**Work required**. Report back every line below that carries the word "self".

**Data shown**.
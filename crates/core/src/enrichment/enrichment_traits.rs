use std::collections::HashMap;

use async_trait::async_trait;

/// Placeholder a resolver returns for tickers it cannot name. Never rendered.
pub const UNKNOWN_COMPANY: &str = "Unknown Company";

/// Resolves ticker symbols found in a diff to company names.
///
/// Enrichment is best effort: implementations log their own failures and
/// return an empty map instead of an error.
#[async_trait]
pub trait TickerNameResolver: Send + Sync {
    /// Whether the resolver is configured well enough to be worth calling.
    fn is_available(&self) -> bool;

    /// Resolve the tickers mentioned in `diff_text`, which lists changes of
    /// `index_name`.
    async fn resolve(&self, diff_text: &str, index_name: &str) -> HashMap<String, String>;
}

/// Resolver used when no language model is configured.
#[derive(Debug, Clone, Copy, Default)]
pub struct NoOpTickerResolver;

#[async_trait]
impl TickerNameResolver for NoOpTickerResolver {
    fn is_available(&self) -> bool {
        false
    }

    async fn resolve(&self, _diff_text: &str, _index_name: &str) -> HashMap<String, String> {
        HashMap::new()
    }
}

/// Render tickers as `TICKER (Company)` where a usable name is known.
pub fn format_with_company_names(
    tickers: &[String],
    names: &HashMap<String, String>,
) -> Vec<String> {
    tickers
        .iter()
        .map(|ticker| match names.get(ticker) {
            Some(name) if !name.is_empty() && name != UNKNOWN_COMPANY => {
                format!("{ticker} ({name})")
            }
            _ => ticker.clone(),
        })
        .collect()
}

**Final answer**.
    fn is_available(&self) -> bool;
    async fn resolve(&self, diff_text: &str, index_name: &str) -> HashMap<String, String>;
    fn is_available(&self) -> bool {
    async fn resolve(&self, _diff_text: &str, _index_name: &str) -> HashMap<String, String> {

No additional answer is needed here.